> YOUR GOAL
Every entry in the data below needs to be repeated exactly.

> THE DATA
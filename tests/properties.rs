//! Randomized checks of the invariants every rendered box and drawing primitive keeps.

extern crate rastex;

use rand::rngs::StdRng;
use rand::seq::SliceRandom;
use rand::{Rng, SeedableRng};

use rastex::font::BuiltinFont;
use rastex::layout::{rasterize, RenderContext, RenderSettings};
use rastex::raster::draw::{bezier_raster, border_raster, circle_raster, line_raster, line_recurse, Arc, Plot};
use rastex::raster::{PixelDepth, Raster, MAX_RASTER_PIXELS};

const SEED: u64 = 0x5eed;
const ROUNDS: usize = 200;

const FRAGMENTS: &[&str] = &[
    "x", "a^2", "b_i", "y_i^2", "+", "=", r"\alpha", r"\infty",
    r"\frac{1}{2}", r"\sqrt{y}", r"\sqrt[3]{z}", r"\left(z\right)",
    r"\sum_{i=1}^n", r"\int_0^1", r"\hat{x}", r"\, ", r"\quad ", r"\hspace{-2}",
    r"\tiny ", r"\Large ", r"\rm ", r"\bf ", r"\displaystyle ", r"\nosmash ",
    r"\fbox{q}", r"\rotatebox{90}{ab}", r"\raisebox{-4}{k}", r"\\",
];

fn random_formula(rng: &mut StdRng) -> String {
    let terms = rng.gen_range(1 ..= 6);
    let mut formula = String::new();
    for _ in 0 .. terms {
        let fragment = FRAGMENTS.choose(rng).unwrap();
        if rng.gen_bool(0.2) {
            formula.push('{');
            formula.push_str(fragment);
            formula.push('}');
        } else {
            formula.push_str(fragment);
        }
    }
    // always something to draw
    formula.push('x');
    formula
}

fn inked(raster: &Raster) -> usize {
    (0 .. raster.height())
        .flat_map(|row| (0 .. raster.width()).map(move |col| (row, col)))
        .filter(|&(row, col)| raster.is_set(row as isize, col as isize))
        .count()
}

#[test]
fn baselines_stay_inside_random_formulas() {
    let _ = env_logger::builder().is_test(true).try_init();
    let mut rng = StdRng::seed_from_u64(SEED);
    for _ in 0 .. ROUNDS {
        let formula = random_formula(&mut rng);
        let boxed = rastex::render(&formula).unwrap_or_else(|err| panic!("{}: {}", formula, err));
        assert!(boxed.height() > 0, "{}", formula);
        assert!(boxed.baseline < boxed.height(), "{}: baseline {} of {}", formula, boxed.baseline, boxed.height());

        // rendering is a pure function of its input
        let again = rastex::render(&formula).unwrap();
        assert_eq!(again.raster, boxed.raster, "{}", formula);
        assert_eq!(again.baseline, boxed.baseline, "{}", formula);
    }
}

#[test]
fn grey_rendering_keeps_the_geometry() {
    let mut rng = StdRng::seed_from_u64(SEED + 1);
    let font = BuiltinFont::new();
    for _ in 0 .. ROUNDS / 4 {
        let formula = random_formula(&mut rng);
        let mono = rastex::render(&formula).unwrap();
        let settings = RenderSettings::new().with_pixel_depth(PixelDepth::Eight);
        let grey = rastex::render_with(&formula, &font, settings).unwrap();
        assert_eq!((grey.width(), grey.height(), grey.baseline), (mono.width(), mono.height(), mono.baseline), "{}", formula);
        assert_eq!(grey.raster.depth(), PixelDepth::Eight);
    }
}

#[test]
fn rasterize_restores_random_switches() {
    let mut rng = StdRng::seed_from_u64(SEED + 2);
    let font = BuiltinFont::new();
    let mut ctx = RenderContext::new(&font, RenderSettings::default());
    let before = (ctx.size, ctx.family, ctx.display_style, ctx.smash, ctx.unit_length, ctx.depth);

    for _ in 0 .. ROUNDS {
        let formula = random_formula(&mut rng);
        let size = rng.gen_range(0 ..= 7);
        rasterize(&formula, size, &mut ctx).unwrap();
        let after = (ctx.size, ctx.family, ctx.display_style, ctx.smash, ctx.unit_length, ctx.depth);
        assert_eq!(before, after, "{}", formula);
        assert!(ctx.left_expression.is_none(), "{}", formula);
    }
}

#[test]
fn borders_of_aligned_rasters_are_identities() {
    let mut rng = StdRng::seed_from_u64(SEED + 3);
    for _ in 0 .. ROUNDS {
        let width = 8 * rng.gen_range(1 ..= 6);
        let height = rng.gen_range(1 ..= 20);
        let mut raster = Raster::new(width, height, PixelDepth::One).unwrap();
        for _ in 0 .. rng.gen_range(0 .. width * height) {
            let row = rng.gen_range(0 .. height) as isize;
            let col = rng.gen_range(0 .. width) as isize;
            raster.ink(row, col).unwrap();
        }
        let bordered = border_raster(&raster, 0, 0, 0, false, MAX_RASTER_PIXELS).unwrap();
        assert_eq!(bordered, raster);

        // widening keeps the ink and realigns the rows
        let side = rng.gen_range(1 ..= 5);
        let bordered = border_raster(&raster, 1, 1, side, false, MAX_RASTER_PIXELS).unwrap();
        assert_eq!(bordered.width() % 8, 0);
        assert_eq!(inked(&bordered), inked(&raster));
    }
}

#[test]
fn lines_converge_without_gaps() {
    let mut rng = StdRng::seed_from_u64(SEED + 4);
    const SIDE: usize = 64;
    for _ in 0 .. ROUNDS {
        let from = (rng.gen_range(0 .. SIDE) as f64, rng.gen_range(0 .. SIDE) as f64);
        let to = (rng.gen_range(0 .. SIDE) as f64, rng.gen_range(0 .. SIDE) as f64);

        let mut raster = Raster::new(SIDE, SIDE, PixelDepth::One).unwrap();
        assert_eq!(line_raster(&mut raster, from, to, 1), 0);
        assert!(raster.is_set(from.0 as isize, from.1 as isize));
        assert!(raster.is_set(to.0 as isize, to.1 as isize));

        // every column (or row) spanned by the line gets ink
        let horizontal = (to.1 - from.1).abs() >= (to.0 - from.0).abs();
        let (lo, hi) = if horizontal {
            (from.1.min(to.1) as usize, from.1.max(to.1) as usize)
        } else {
            (from.0.min(to.0) as usize, from.0.max(to.0) as usize)
        };
        for k in lo ..= hi {
            let hit = (0 .. SIDE).any(|j| {
                if horizontal { raster.is_set(j as isize, k as isize) } else { raster.is_set(k as isize, j as isize) }
            });
            assert!(hit, "gap at {} on {:?} -> {:?}\n{}", k, from, to, raster);
        }

        let mut plot = Plot::default();
        let mut scratch = Raster::new(SIDE, SIDE, PixelDepth::One).unwrap();
        line_recurse(&mut scratch, from, to, 0, &mut plot);
        assert!(plot.max_depth <= 9, "{:?} -> {:?}: depth {}", from, to, plot.max_depth);
        assert_eq!(plot.clipped, 0);
    }
}

#[test]
fn curves_stay_in_their_bounds() {
    let mut rng = StdRng::seed_from_u64(SEED + 5);
    const SIDE: usize = 48;
    for _ in 0 .. ROUNDS {
        let top = rng.gen_range(0 .. SIDE / 2) as isize;
        let left = rng.gen_range(0 .. SIDE / 2) as isize;
        let bottom = rng.gen_range(SIDE / 2 .. SIDE) as isize;
        let right = rng.gen_range(SIDE / 2 .. SIDE) as isize;
        let mut raster = Raster::new(SIDE, SIDE, PixelDepth::One).unwrap();
        assert_eq!(circle_raster(&mut raster, top, left, bottom, right, 1, Arc::FULL), 0);
        assert!(inked(&raster) > 0);

        let mut point = || (rng.gen_range(0 .. SIDE) as f64, rng.gen_range(0 .. SIDE) as f64);
        let (start, end, control) = (point(), point(), point());
        let mut raster = Raster::new(SIDE, SIDE, PixelDepth::One).unwrap();
        assert_eq!(bezier_raster(&mut raster, start, end, control), 0);
        assert!(raster.is_set(start.0 as isize, start.1 as isize));
        assert!(raster.is_set(end.0 as isize, end.1 as isize));
    }
}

> COMPLETED EXERCISE
filename tests/properties.rs
//! Randomized checks of the invariants every rendered box and drawing primitive keeps.

extern crate rastex;

use rand::rngs::StdRng;
use rand::seq::SliceRandom;
use rand::{Rng, SeedableRng};

use rastex::font::BuiltinFont;
use rastex::layout::{rasterize, RenderContext, RenderSettings};
use rastex::raster::draw::{bezier_raster, border_raster, circle_raster, line_raster, line_recurse, Arc, Plot};
use rastex::raster::{PixelDepth, Raster, MAX_RASTER_PIXELS};

const SEED: u64 = 0x5eed;
const ROUNDS: usize = 200;

const FRAGMENTS: &[&str] = &[
    "x", "a^2", "b_i", "y_i^2", "+", "=", r"\alpha", r"\infty",
    r"\frac{1}{2}", r"\sqrt{y}", r"\sqrt[3]{z}", r"\left(z\right)",
    r"\sum_{i=1}^n", r"\int_0^1", r"\hat{x}", r"\, ", r"\quad ", r"\hspace{-2}",
    r"\tiny ", r"\Large ", r"\rm ", r"\bf ", r"\displaystyle ", r"\nosmash ",
    r"\fbox{q}", r"\rotatebox{90}{ab}", r"\raisebox{-4}{k}", r"\\",
];

fn random_formula(rng: &mut StdRng) -> String {
    let terms = rng.gen_range(1 ..= 6);
    let mut formula = String::new();
    for _ in 0 .. terms {
        let fragment = FRAGMENTS.choose(rng).unwrap();
        if rng.gen_bool(0.2) {
            formula.push('{');
            formula.push_str(fragment);
            formula.push('}');
        } else {
            formula.push_str(fragment);
        }
    }
    // always something to draw
    formula.push('x');
    formula
}

fn inked(raster: &Raster) -> usize {
    (0 .. raster.height())
        .flat_map(|row| (0 .. raster.width()).map(move |col| (row, col)))
        .filter(|&(row, col)| raster.is_set(row as isize, col as isize))
        .count()
}

#[test]
fn baselines_stay_inside_random_formulas() {
    let _ = env_logger::builder().is_test(true).try_init();
    let mut rng = StdRng::seed_from_u64(SEED);
    for _ in 0 .. ROUNDS {
        let formula = random_formula(&mut rng);
        let boxed = rastex::render(&formula).unwrap_or_else(|err| panic!("{}: {}", formula, err));
        assert!(boxed.height() > 0, "{}", formula);
        assert!(boxed.baseline < boxed.height(), "{}: baseline {} of {}", formula, boxed.baseline, boxed.height());

        // rendering is a pure function of its input
        let again = rastex::render(&formula).unwrap();
        assert_eq!(again.raster, boxed.raster, "{}", formula);
        assert_eq!(again.baseline, boxed.baseline, "{}", formula);
    }
}

#[test]
fn grey_rendering_keeps_the_geometry() {
    let mut rng = StdRng::seed_from_u64(SEED + 1);
    let font = BuiltinFont::new();
    for _ in 0 .. ROUNDS / 4 {
        let formula = random_formula(&mut rng);
        let mono = rastex::render(&formula).unwrap();
        let settings = RenderSettings::new().with_pixel_depth(PixelDepth::Eight);
        let grey = rastex::render_with(&formula, &font, settings).unwrap();
        assert_eq!((grey.width(), grey.height(), grey.baseline), (mono.width(), mono.height(), mono.baseline), "{}", formula);
        assert_eq!(grey.raster.depth(), PixelDepth::Eight);
    }
}

#[test]
fn rasterize_restores_random_switches() {
    let mut rng = StdRng::seed_from_u64(SEED + 2);
    let font = BuiltinFont::new();
    let mut ctx = RenderContext::new(&font, RenderSettings::default());
    let before = (ctx.size, ctx.family, ctx.display_style, ctx.smash, ctx.unit_length, ctx.depth);

    for _ in 0 .. ROUNDS {
        let formula = random_formula(&mut rng);
        let size = rng.gen_range(0 ..= 7);
        rasterize(&formula, size, &mut ctx).unwrap();
        let after = (ctx.size, ctx.family, ctx.display_style, ctx.smash, ctx.unit_length, ctx.depth);
        assert_eq!(before, after, "{}", formula);
        assert!(ctx.left_expression.is_none(), "{}", formula);
    }
}

#[test]
fn borders_of_aligned_rasters_are_identities() {
    let mut rng = StdRng::seed_from_u64(SEED + 3);
    for _ in 0 .. ROUNDS {
        let width = 8 * rng.gen_range(1 ..= 6);
        let height = rng.gen_range(1 ..= 20);
        let mut raster = Raster::new(width, height, PixelDepth::One).unwrap();
        for _ in 0 .. rng.gen_range(0 .. width * height) {
            let row = rng.gen_range(0 .. height) as isize;
            let col = rng.gen_range(0 .. width) as isize;
            raster.ink(row, col).unwrap();
        }
        let bordered = border_raster(&raster, 0, 0, 0, false, MAX_RASTER_PIXELS).unwrap();
        assert_eq!(bordered, raster);

        // widening keeps the ink and realigns the rows
        let side = rng.gen_range(1 ..= 5);
        let bordered = border_raster(&raster, 1, 1, side, false, MAX_RASTER_PIXELS).unwrap();
        assert_eq!(bordered.width() % 8, 0);
        assert_eq!(inked(&bordered), inked(&raster));
    }
}

#[test]
fn lines_converge_without_gaps() {
    let mut rng = StdRng::seed_from_u64(SEED + 4);
    const SIDE: usize = 64;
    for _ in 0 .. ROUNDS {
        let from = (rng.gen_range(0 .. SIDE) as f64, rng.gen_range(0 .. SIDE) as f64);
        let to = (rng.gen_range(0 .. SIDE) as f64, rng.gen_range(0 .. SIDE) as f64);

        let mut raster = Raster::new(SIDE, SIDE, PixelDepth::One).unwrap();
        assert_eq!(line_raster(&mut raster, from, to, 1), 0);
        assert!(raster.is_set(from.0 as isize, from.1 as isize));
        assert!(raster.is_set(to.0 as isize, to.1 as isize));

        // every column (or row) spanned by the line gets ink
        let horizontal = (to.1 - from.1).abs() >= (to.0 - from.0).abs();
        let (lo, hi) = if horizontal {
            (from.1.min(to.1) as usize, from.1.max(to.1) as usize)
        } else {
            (from.0.min(to.0) as usize, from.0.max(to.0) as usize)
        };
        for k in lo ..= hi {
            let hit = (0 .. SIDE).any(|j| {
                if horizontal { raster.is_set(j as isize, k as isize) } else { raster.is_set(k as isize, j as isize) }
            });
            assert!(hit, "gap at {} on {:?} -> {:?}\n{}", k, from, to, raster);
        }

        let mut plot = Plot::default();
        let mut scratch = Raster::new(SIDE, SIDE, PixelDepth::One).unwrap();
        line_recurse(&mut scratch, from, to, 0, &mut plot);
        assert!(plot.max_depth <= 9, "{:?} -> {:?}: depth {}", from, to, plot.max_depth);
        assert_eq!(plot.clipped, 0);
    }
}

#[test]
fn curves_stay_in_their_bounds() {
    let mut rng = StdRng::seed_from_u64(SEED + 5);
    const SIDE: usize = 48;
    for _ in 0 .. ROUNDS {
        let top = rng.gen_range(0 .. SIDE / 2) as isize;
        let left = rng.gen_range(0 .. SIDE / 2) as isize;
        let bottom = rng.gen_range(SIDE / 2 .. SIDE) as isize;
        let right = rng.gen_range(SIDE / 2 .. SIDE) as isize;
        let mut raster = Raster::new(SIDE, SIDE, PixelDepth::One).unwrap();
        assert_eq!(circle_raster(&mut raster, top, left, bottom, right, 1, Arc::FULL), 0);
        assert!(inked(&raster) > 0);

        let mut point = || (rng.gen_range(0 .. SIDE) as f64, rng.gen_range(0 .. SIDE) as f64);
        let (start, end, control) = (point(), point(), point());
        let mut raster = Raster::new(SIDE, SIDE, PixelDepth::One).unwrap();
        assert_eq!(bezier_raster(&mut raster, start, end, control), 0);
        assert!(raster.is_set(start.0 as isize, start.1 as isize));
        assert!(raster.is_set(end.0 as isize, end.1 as isize));
    }
}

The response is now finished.